((

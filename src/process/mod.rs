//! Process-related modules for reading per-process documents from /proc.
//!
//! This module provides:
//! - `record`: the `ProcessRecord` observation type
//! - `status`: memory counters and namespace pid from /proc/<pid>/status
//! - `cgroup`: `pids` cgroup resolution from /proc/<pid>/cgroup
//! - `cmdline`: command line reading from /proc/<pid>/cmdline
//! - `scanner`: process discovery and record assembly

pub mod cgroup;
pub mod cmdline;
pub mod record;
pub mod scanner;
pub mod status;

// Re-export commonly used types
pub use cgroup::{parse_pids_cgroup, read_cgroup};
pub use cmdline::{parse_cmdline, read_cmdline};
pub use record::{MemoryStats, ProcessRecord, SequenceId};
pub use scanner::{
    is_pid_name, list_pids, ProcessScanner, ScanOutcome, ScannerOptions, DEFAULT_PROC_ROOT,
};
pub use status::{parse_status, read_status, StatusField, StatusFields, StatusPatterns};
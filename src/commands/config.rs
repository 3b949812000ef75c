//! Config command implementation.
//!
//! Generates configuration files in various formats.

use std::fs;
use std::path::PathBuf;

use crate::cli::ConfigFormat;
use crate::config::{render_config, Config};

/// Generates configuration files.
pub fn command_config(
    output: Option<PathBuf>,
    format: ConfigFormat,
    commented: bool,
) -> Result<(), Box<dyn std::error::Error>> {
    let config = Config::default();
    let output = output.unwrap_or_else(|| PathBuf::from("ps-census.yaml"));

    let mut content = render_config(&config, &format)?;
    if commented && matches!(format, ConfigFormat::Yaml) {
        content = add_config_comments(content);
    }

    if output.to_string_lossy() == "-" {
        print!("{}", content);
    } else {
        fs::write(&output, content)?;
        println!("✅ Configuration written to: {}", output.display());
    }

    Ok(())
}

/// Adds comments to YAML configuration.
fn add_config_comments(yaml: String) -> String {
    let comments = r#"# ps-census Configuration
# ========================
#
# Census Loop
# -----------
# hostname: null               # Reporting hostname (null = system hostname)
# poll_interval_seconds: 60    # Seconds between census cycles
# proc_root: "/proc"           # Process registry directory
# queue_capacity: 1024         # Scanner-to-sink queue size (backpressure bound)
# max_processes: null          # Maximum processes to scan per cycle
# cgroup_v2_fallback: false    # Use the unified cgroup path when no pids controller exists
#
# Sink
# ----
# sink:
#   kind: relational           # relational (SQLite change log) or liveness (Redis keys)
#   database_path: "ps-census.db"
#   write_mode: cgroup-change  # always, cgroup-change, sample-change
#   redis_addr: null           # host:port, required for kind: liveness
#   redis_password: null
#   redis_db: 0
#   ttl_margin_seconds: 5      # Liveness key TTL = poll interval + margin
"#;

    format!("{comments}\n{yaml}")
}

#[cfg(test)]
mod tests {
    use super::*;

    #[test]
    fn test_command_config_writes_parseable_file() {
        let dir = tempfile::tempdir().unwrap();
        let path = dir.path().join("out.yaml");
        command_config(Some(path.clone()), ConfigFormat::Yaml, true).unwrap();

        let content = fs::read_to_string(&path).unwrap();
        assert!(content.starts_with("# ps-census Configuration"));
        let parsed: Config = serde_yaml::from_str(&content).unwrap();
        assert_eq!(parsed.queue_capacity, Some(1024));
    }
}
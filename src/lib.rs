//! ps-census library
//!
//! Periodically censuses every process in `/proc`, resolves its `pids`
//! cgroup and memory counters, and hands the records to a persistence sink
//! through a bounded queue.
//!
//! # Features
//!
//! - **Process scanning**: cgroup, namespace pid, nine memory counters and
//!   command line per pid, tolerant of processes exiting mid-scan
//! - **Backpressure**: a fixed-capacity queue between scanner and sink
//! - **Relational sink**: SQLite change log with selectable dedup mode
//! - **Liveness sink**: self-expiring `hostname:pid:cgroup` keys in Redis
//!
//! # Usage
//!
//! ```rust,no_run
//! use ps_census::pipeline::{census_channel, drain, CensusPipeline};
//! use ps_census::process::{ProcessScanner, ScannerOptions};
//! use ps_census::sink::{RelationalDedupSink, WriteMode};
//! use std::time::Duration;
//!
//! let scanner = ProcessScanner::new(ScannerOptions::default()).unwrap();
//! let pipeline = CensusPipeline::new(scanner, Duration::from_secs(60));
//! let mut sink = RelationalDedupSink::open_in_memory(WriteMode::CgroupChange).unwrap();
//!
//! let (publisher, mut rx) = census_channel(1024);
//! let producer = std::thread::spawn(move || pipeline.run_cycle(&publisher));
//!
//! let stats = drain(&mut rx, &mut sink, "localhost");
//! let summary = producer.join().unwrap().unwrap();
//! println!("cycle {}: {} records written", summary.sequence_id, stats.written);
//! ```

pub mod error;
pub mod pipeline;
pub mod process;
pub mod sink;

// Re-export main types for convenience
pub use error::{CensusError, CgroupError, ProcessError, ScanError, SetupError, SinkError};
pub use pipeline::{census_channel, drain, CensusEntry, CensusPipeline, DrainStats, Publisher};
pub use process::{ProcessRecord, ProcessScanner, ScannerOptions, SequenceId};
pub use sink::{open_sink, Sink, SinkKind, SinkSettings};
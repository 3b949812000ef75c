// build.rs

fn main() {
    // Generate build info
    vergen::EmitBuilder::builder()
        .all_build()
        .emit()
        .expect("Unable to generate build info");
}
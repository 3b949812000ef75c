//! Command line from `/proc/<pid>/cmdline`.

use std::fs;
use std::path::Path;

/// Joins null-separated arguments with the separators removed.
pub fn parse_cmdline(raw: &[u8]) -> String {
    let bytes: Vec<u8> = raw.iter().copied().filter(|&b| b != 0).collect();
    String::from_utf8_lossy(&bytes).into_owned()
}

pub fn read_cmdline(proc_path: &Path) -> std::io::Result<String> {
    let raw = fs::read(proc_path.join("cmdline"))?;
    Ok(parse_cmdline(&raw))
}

))

Find the word "Duration" in the data and copy out each line where it turns up.

### Output of the exercise
//! use std::time::Duration;
//! let pipeline = CensusPipeline::new(scanner, Duration::from_secs(60));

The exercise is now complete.